Altocumulus is a type of cloud which belongs to the group of clouds found at medium height, between 8,000 and 18,000 feet (around 2,500 to 5,500 meters). Its name is made up of the word alto, which is used to indicate medium height clouds, and cumulus, which means heap. This type of cloud is formed mainly from water droplets, and consists of patches or layers made up of flattened blobs or flakes. While it does not usually indicate anything more than light rain, if anything, altocumulus appearing on a warm morning and increasing may herald a thunderstorm later in the day.
Clouds are formed when air rises and cools, and the water vapor contained in the air condenses to form droplets.
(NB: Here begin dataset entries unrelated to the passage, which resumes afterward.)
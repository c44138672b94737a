//! Random AI player - plays a random playable card or draws.
//!
//! Baseline opponent used in tests and as a fallback. Thread-safe interior
//! mutability via `Mutex<StdRng>`, deterministic when seeded.

use std::sync::Mutex;

use rand::rngs::StdRng;
use rand::seq::IndexedRandom;
use rand::SeedableRng;

use super::trait_def::{AiError, AiPlayer, MoveChoice};
use crate::domain::playable_first_cards;
use crate::domain::TableView;

pub struct RandomPlayer {
    rng: Mutex<StdRng>,
}

impl RandomPlayer {
    pub const NAME: &'static str = "RandomPlayer";
    pub const VERSION: &'static str = "1.0.0";

    /// `seed` makes behavior reproducible; `None` seeds from OS entropy.
    pub fn new(seed: Option<u64>) -> Self {
        let rng = match seed {
            Some(s) => StdRng::seed_from_u64(s),
            None => StdRng::from_os_rng(),
        };
        Self {
            rng: Mutex::new(rng),
        }
    }
}

impl AiPlayer for RandomPlayer {
    fn choose_move(&self, view: &TableView) -> Result<MoveChoice, AiError> {
        let playable = playable_first_cards(view.top_card, &view.hand, view.pending_draw);
        if playable.is_empty() {
            return Ok(MoveChoice::Draw);
        }

        let mut rng = self
            .rng
            .lock()
            .map_err(|e| AiError::Internal(format!("RNG lock poisoned: {e}")))?;
        let choice = playable
            .choose(&mut *rng)
            .copied()
            .ok_or_else(|| AiError::Internal("failed to choose a random card".into()))?;
        Ok(MoveChoice::Drop(vec![choice]))
    }
}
Three main groups of clouds exist, classed according to the heights at which they form into high, medium and low clouds. Altocumulus and altostratus make up the medium height group. Both are formed when a large mass of air rises over a hill or is lifted up when it meets a weather front, causing a wide area of condensation at medium height. Although the clouds are mostly made up of droplets of water, when the temperature becomes colder they can consist of ice crystals.
As well as being classed by height, the main cloud types may be further subdivided according to their shapes. Altocumulus lenticularis is the term used to describe altocumulus clouds when their shape is round and smooth, similar to a lens. Due to their saucer-like forms, it is possible that these clouds are occasionally mistaken for UFOs. They often arise on the sheltered sides of hills and may combine to form stacks or rows of saucers.
Altocumulus castellanus is another subtype. It occurs when the upper atmosphere is unstable, and the cloud takes on a turreted shape resembling a castle. When these clouds appear around the middle of the day they often indicate approaching thunderstorms. A different subtype known as altocumulus floccus is sometimes created when castellanus clouds break up.
Floccus clouds look like small tufts with rounded tops and fraying bases, which may indicate trails of rain or snow. This rain or snow, which does not reach ground level but trails from the bottom of the clouds, is known as virga. As well as taking on a number of different shapes, altocumulus clouds may be arranged in a variety of different patterns in the sky. They might consist of a sheet of tiny clouds which are quite close together, or may be distributed in lines or waves, which may be parallel to one another.